-- Listed entries follows --

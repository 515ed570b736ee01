use super::client::{build_http_client, error_message};
use super::constants::{self, headers};
use super::models::{AuthSession, AuthUser, BackendConfig, SignUpOutcome, SignUpRequest, TokenInfo};
use anyhow::Context;
use async_trait::async_trait;
use chrono::{Duration, Utc};
use serde_json::{Value, json};

/// Password-based account operations against the auth backend
#[async_trait]
pub trait AuthApi: Send + Sync {
    async fn sign_in_with_password(&self, email: &str, password: &str) -> anyhow::Result<AuthSession>;

    async fn sign_up(&self, request: &SignUpRequest) -> anyhow::Result<SignUpOutcome>;

    /// Revoke the session behind this access token
    async fn sign_out(&self, access_token: &str) -> anyhow::Result<()>;

    async fn get_user(&self, access_token: &str) -> anyhow::Result<AuthUser>;

    async fn refresh(&self, refresh_token: &str) -> anyhow::Result<AuthSession>;
}

/// Parse a token grant response into a session
pub fn parse_session(token_data: &Value) -> anyhow::Result<AuthSession> {
    let access_token = token_data
        .get("access_token")
        .and_then(|t| t.as_str())
        .context("No access_token in auth response")?;

    // Default to 1 hour if the backend does not say otherwise
    let expires_in = token_data
        .get("expires_in")
        .and_then(|e| e.as_i64())
        .unwrap_or(3600);

    let refresh_token = token_data
        .get("refresh_token")
        .and_then(|t| t.as_str())
        .map(|s| s.to_string());

    let user: AuthUser = serde_json::from_value(
        token_data.get("user").cloned().context("No user in auth response")?,
    )
    .context("Failed to decode auth user")?;

    Ok(AuthSession {
        user,
        token: TokenInfo {
            access_token: access_token.to_string(),
            refresh_token,
            expires_at: Utc::now() + Duration::seconds(expires_in),
        },
    })
}

/// GoTrue auth client over reqwest
#[derive(Clone)]
pub struct GoTrueAuth {
    config: BackendConfig,
    http_client: reqwest::Client,
}

impl GoTrueAuth {
    pub fn new(config: BackendConfig) -> anyhow::Result<Self> {
        Ok(Self {
            config,
            http_client: build_http_client()?,
        })
    }

    fn post(&self, path: &str) -> reqwest::RequestBuilder {
        self.http_client
            .post(constants::auth_endpoint(&self.config.url, path))
            .header(headers::APIKEY, &self.config.anon_key)
            .header("Content-Type", headers::CONTENT_TYPE_JSON)
    }

    async fn read_json(response: reqwest::Response, action: &str) -> anyhow::Result<Value> {
        let status = response.status();
        log::debug!("{} status: {}", action, status);

        let text = response.text().await.unwrap_or_default();
        if !status.is_success() {
            anyhow::bail!("{} failed: {}", action, error_message(status.as_u16(), &text));
        }

        serde_json::from_str(&text).with_context(|| format!("Invalid JSON in {} response", action))
    }

    async fn token_grant(&self, grant_type: &str, body: Value) -> anyhow::Result<AuthSession> {
        let response = self
            .post(&format!("token?grant_type={}", grant_type))
            .json(&body)
            .send()
            .await
            .context("Failed to reach auth service")?;

        let token_data = Self::read_json(response, "Authentication").await?;
        parse_session(&token_data)
    }
}

#[async_trait]
impl AuthApi for GoTrueAuth {
    async fn sign_in_with_password(&self, email: &str, password: &str) -> anyhow::Result<AuthSession> {
        log::info!("Signing in {} at {}", email, self.config.url);
        self.token_grant("password", json!({ "email": email, "password": password }))
            .await
    }

    async fn sign_up(&self, request: &SignUpRequest) -> anyhow::Result<SignUpOutcome> {
        log::info!("Creating account for {}", request.email);

        let response = self
            .post("signup")
            .json(&json!({
                "email": request.email,
                "password": request.password,
                "data": {
                    "full_name": request.full_name,
                    "organization": request.organization,
                },
            }))
            .send()
            .await
            .context("Failed to reach auth service")?;

        let data = Self::read_json(response, "Sign up").await?;

        // Auto-confirmed projects answer with a full session; others with the bare user
        if data.get("access_token").is_some() {
            Ok(SignUpOutcome::SignedIn(parse_session(&data)?))
        } else {
            Ok(SignUpOutcome::ConfirmationRequired {
                email: request.email.clone(),
            })
        }
    }

    async fn sign_out(&self, access_token: &str) -> anyhow::Result<()> {
        let response = self
            .post("logout")
            .bearer_auth(access_token)
            .send()
            .await
            .context("Failed to reach auth service")?;

        let status = response.status();
        if !status.is_success() {
            let text = response.text().await.unwrap_or_default();
            anyhow::bail!("Sign out failed: {}", error_message(status.as_u16(), &text));
        }
        Ok(())
    }

    async fn get_user(&self, access_token: &str) -> anyhow::Result<AuthUser> {
        let response = self
            .http_client
            .get(constants::auth_endpoint(&self.config.url, "user"))
            .header(headers::APIKEY, &self.config.anon_key)
            .bearer_auth(access_token)
            .send()
            .await
            .context("Failed to reach auth service")?;

        let data = Self::read_json(response, "Fetch user").await?;
        serde_json::from_value(data).context("Failed to decode auth user")
    }

    async fn refresh(&self, refresh_token: &str) -> anyhow::Result<AuthSession> {
        self.token_grant("refresh_token", json!({ "refresh_token": refresh_token }))
            .await
    }
}

#[cfg(test)]
mod tests {
    use super::*;

    #[test]
    fn test_parse_session() {
        let data = json!({
            "access_token": "jwt",
            "token_type": "bearer",
            "expires_in": 3600,
            "refresh_token": "r1",
            "user": {
                "id": "u-1",
                "email": "ana@empresa.com",
                "user_metadata": {"full_name": "Ana Souza", "organization": "ACME"}
            }
        });

        let session = parse_session(&data).unwrap();
        assert_eq!(session.token.access_token, "jwt");
        assert_eq!(session.token.refresh_token.as_deref(), Some("r1"));
        assert!(!session.token.is_expired());
        assert_eq!(session.user.id, "u-1");
        assert_eq!(session.user.full_name(), Some("Ana Souza"));
    }

    #[test]
    fn test_parse_session_requires_token() {
        let data = json!({"user": {"id": "u-1"}});
        assert!(parse_session(&data).is_err());
    }
}
//! QueryBuilder for fluent query construction
//!
//! Provides a fluent API that builds Query objects for execution

use super::filters::Filter;
use super::orderby::OrderBy;
use super::query::{Cardinality, Query};
use super::result::QueryResult;
use crate::api::client::TableClient;

#[derive(Debug, Clone)]
pub struct QueryBuilder {
    query: Query,
}

impl QueryBuilder {
    pub fn new(table: impl Into<String>) -> Self {
        Self {
            query: Query::new(table),
        }
    }

    /// Select specific columns
    pub fn select(mut self, fields: &[&str]) -> Self {
        self.query.select = Some(fields.iter().map(|f| f.to_string()).collect());
        self
    }

    /// Add a filter condition (conditions are ANDed)
    pub fn filter(mut self, filter: Filter) -> Self {
        self.query.filters.push(filter);
        self
    }

    /// Shorthand for an exact-match filter
    pub fn eq(self, field: &str, value: impl Into<String>) -> Self {
        self.filter(Filter::eq(field, value))
    }

    /// Add ordering
    pub fn orderby(mut self, order: OrderBy) -> Self {
        self.query.orderby = self.query.orderby.add(order);
        self
    }

    /// Limit number of results
    pub fn limit(mut self, limit: u32) -> Self {
        self.query.limit = Some(limit);
        self
    }

    /// Expect zero or one row
    pub fn maybe_single(mut self) -> Self {
        self.query.cardinality = Cardinality::MaybeSingle;
        self
    }

    /// Build the final Query object (reusable)
    pub fn build(self) -> Query {
        self.query
    }

    /// Build and execute immediately
    pub async fn execute(self, client: &dyn TableClient) -> anyhow::Result<QueryResult> {
        let query = self.build();
        client.query(&query).await
    }
}

#[cfg(test)]
mod tests {
    use super::*;

    #[test]
    fn test_basic_query_builder() {
        let query = QueryBuilder::new("questoes_cadastradas")
            .select(&["id", "pergunta"])
            .eq("organizacao", "ACME")
            .orderby(OrderBy::asc("created_at"))
            .limit(10)
            .build();

        assert_eq!(query.table, "questoes_cadastradas");
        assert_eq!(query.select, Some(vec!["id".to_string(), "pergunta".to_string()]));
        assert_eq!(query.filters.len(), 1);
        assert_eq!(query.limit, Some(10));
        assert_eq!(query.orderby.to_postgrest_string().as_deref(), Some("created_at.asc"));
    }

    #[test]
    fn test_maybe_single() {
        let query = QueryBuilder::new("user_roles")
            .eq("user_id", "u-1")
            .maybe_single()
            .build();
        assert_eq!(query.cardinality, Cardinality::MaybeSingle);
        assert_eq!(query.effective_limit(), Some(2));
    }
}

-- Listed entries concluded --

= Directions for this task =
List every line above that holds the word "BackendConfig".

= Finished task =
use super::models::{AuthSession, AuthUser, BackendConfig, SignUpOutcome, SignUpRequest, TokenInfo};
    config: BackendConfig,
    pub fn new(config: BackendConfig) -> anyhow::Result<Self> {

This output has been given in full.